Using those criteria, the table below shows how the numbers for 2012 compare to the numbers for 2011. In 2011, the Phillies played 91 games before the All-Star break, going 57-34.

2012 2011
Record WPCT % of games Record WPCT % of games
SP pitched well 25-16 .610 47.1 43-12 .782 60.4
SP didn’t pitch well 12-34 .261 52.9 14-22 .389 39.6
Bullpen didn’t pitch 3-0 1.000 3.4 9-2 .819 12.1
Bullpen pitched well 19-17 .528 41.4 32-9 .780 45.1
Pen didn’t pitch well 15-33 .312 55.2 16-23 .410 42.9
Pen and SP both not good 5-21 .192 29.9 2-14 .125 17.6
Pen and SP both good 12-4 .750 18.4 20-1 .952 23.1
SP good but pen not 11-12 .478 26.4 23-11 .676 37.4
Pen good but SP not 7-13 .350 23.0 12-8 .600 22.0

Looking first at the starting pitchers, the rotation has pitched well in a lower percentage of games (47.1% in 2012 compared to 60.4% in 2011) and the Phillies have been less likely to win when they do pitch well.

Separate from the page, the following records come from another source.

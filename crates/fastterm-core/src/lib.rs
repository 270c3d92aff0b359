//! Core types for `fastterm`.
//!
//! This crate holds the value types every other fastterm crate builds on:
//!
//! - [`color`]: ARGB colors with interpolation, alpha blending and hex parsing
//! - [`geometry`]: cell coordinates, sizes, rectangles and [`Alignment`]
//! - [`error`]: the shared error type
//!
//! # Examples
//!
//! ```
//! use fastterm_core::{Alignment, Color, Rect};
//!
//! let shade = Color::alpha_blend(Color::BLACK, Color::argb(64, 255, 255, 255));
//! assert!(shade.is_opaque());
//!
//! let panel = Alignment::Center.place(Rect::new(0, 0, 80, 24), Rect::new(0, 0, 20, 4));
//! assert_eq!(panel, Rect::new(30, 10, 20, 4));
//! ```

#![warn(missing_docs)]
#![warn(clippy::all)]
#![warn(clippy::pedantic)]
#![allow(clippy::module_name_repetitions)]
#![allow(clippy::must_use_candidate)]
#![allow(clippy::return_self_not_must_use)]
#![allow(clippy::cast_possible_truncation)]
#![allow(clippy::cast_possible_wrap)]
#![allow(clippy::cast_sign_loss)]
#![allow(clippy::cast_lossless)]
#![allow(clippy::cast_precision_loss)]
#![allow(clippy::float_cmp)]
#![allow(clippy::missing_errors_doc)]
#![allow(clippy::uninlined_format_args)]
#![allow(clippy::match_same_arms)]

pub mod color;
pub mod error;
pub mod geometry;

// Re-export commonly used types at the crate root for convenience
pub use color::Color;
pub use error::{ColorParseError, Error, Result};
pub use geometry::{Alignment, Point, Rect, Size};
//! Terminal output for `fastterm`.
//!
//! This crate turns frame buffers into bytes on a terminal:
//!
//! - [`output`]: raw output backends ([`StdoutOutput`], [`FdOutput`], [`CaptureOutput`])
//! - [`writer`]: the batched escape-sequence [`Writer`]
//! - [`diff`]: the frame diff that decides which commands a frame needs
//! - [`draw_context`]: the triple-buffered [`DrawContext`] and its publish pipeline
//! - [`session`]: raw mode and alternate screen handling via crossterm
//! - [`pacer`] and [`config`]: frame pacing and render settings
//!
//! # Examples
//!
//! ```
//! use fastterm_buffer::{Cell, ExecutionMode};
//! use fastterm_core::{Color, Size};
//! use fastterm_terminal::{CaptureOutput, DrawContext, Writer};
//!
//! # #[tokio::main(flavor = "current_thread")]
//! # async fn main() -> fastterm_core::Result<()> {
//! let capture = CaptureOutput::new();
//! let writer = Writer::new(capture.clone()).shared();
//! let mut ctx = DrawContext::new(Size::new(4, 1));
//!
//! ctx.draw_cells(ExecutionMode::Sequential, |_| Cell::styled('=', Color::GREEN, Color::BLACK));
//! assert!(ctx.publish(&writer));
//! ctx.wait_flush().await;
//! assert!(capture.take_text().ends_with("===="));
//!
//! // Nothing changed, nothing is written.
//! ctx.draw_cells(ExecutionMode::Sequential, |_| Cell::styled('=', Color::GREEN, Color::BLACK));
//! assert!(ctx.publish(&writer));
//! ctx.close().await?;
//! assert!(capture.text().is_empty());
//! # Ok(())
//! # }
//! ```

#![warn(missing_docs)]
#![warn(clippy::all)]
#![warn(clippy::pedantic)]
#![allow(clippy::module_name_repetitions)]
#![allow(clippy::must_use_candidate)]
#![allow(clippy::return_self_not_must_use)]
#![allow(clippy::cast_possible_truncation)]
#![allow(clippy::cast_possible_wrap)]
#![allow(clippy::cast_sign_loss)]
#![allow(clippy::cast_precision_loss)]
#![allow(clippy::missing_errors_doc)]
#![allow(clippy::missing_panics_doc)]

pub mod config;
pub mod diff;
pub mod draw_context;
pub mod output;
pub mod pacer;
pub mod session;
pub mod writer;

pub use config::RenderConfig;
pub use diff::{FrameStats, write_frame};
pub use draw_context::DrawContext;
#[cfg(unix)]
pub use output::FdOutput;
pub use output::{CaptureOutput, ConsoleOutput, RawOutput, StdoutOutput};
pub use pacer::FramePacer;
pub use session::{TerminalSession, terminal_size};
pub use writer::{CommandWriter, SharedWriter, Writer};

In all of 2011, the Phillies got a quality start in two-thirds of their games and went 83-25 in the games where they got a quality start. That’s a .769 winning percentage. The 2012 Phillies are on pace to make 95 quality starts for the year, 13 fewer than in 2011, and have gone just 30-21 (.588) in the games in which they got a quality start. That’s fewer quality starts and much worse results when they come.

The 2012 Phillies have just three complete games. Halladay, Lee and Hamels have combined to throw zero. Blanton has two and Kendrick has one. They’re on pace to throw about 5.5 for the year after throwing 18 complete games in 2011.

The bullpen has pitched well in a lower percentage of games in 2012 than it did in 2011 and pitched poorly in a higher percentage. The winning percentage for the Phillies is worse for the team both when the pen pitches well and when it doesn’t pitch well.

Pretty tough to win in the games when both the starters and the pen don’t pitch well. In both years the team had a winning percentage under .200. The pen and the starters have both been bad in nearly 30% of the games the Phils have played this season. After 91 games last year, the percentage of games where both were bad was just 17.6%.

At the break in 2011, the Phillies were 20-1 in games when both their starters and pen pitched well. They are just 12-4 this year.

The last two lines of the table might be the most telling. The 2011 Phillies still got a whole lot of wins in the games where either the starter or pen was good but the other was not. If you combine the last two lines, the Phillies are 18-25 (.419) in 2012 in games where either the starters or the relievers didn’t pitch well. In 2011 they were 35-19 (.648) in games where one or the other didn’t pitch well.

The NL won the All-Star Game 8-0. Hamels threw a scoreless inning, Papelbon got the only batter he faced and Ruiz went 0-for-1.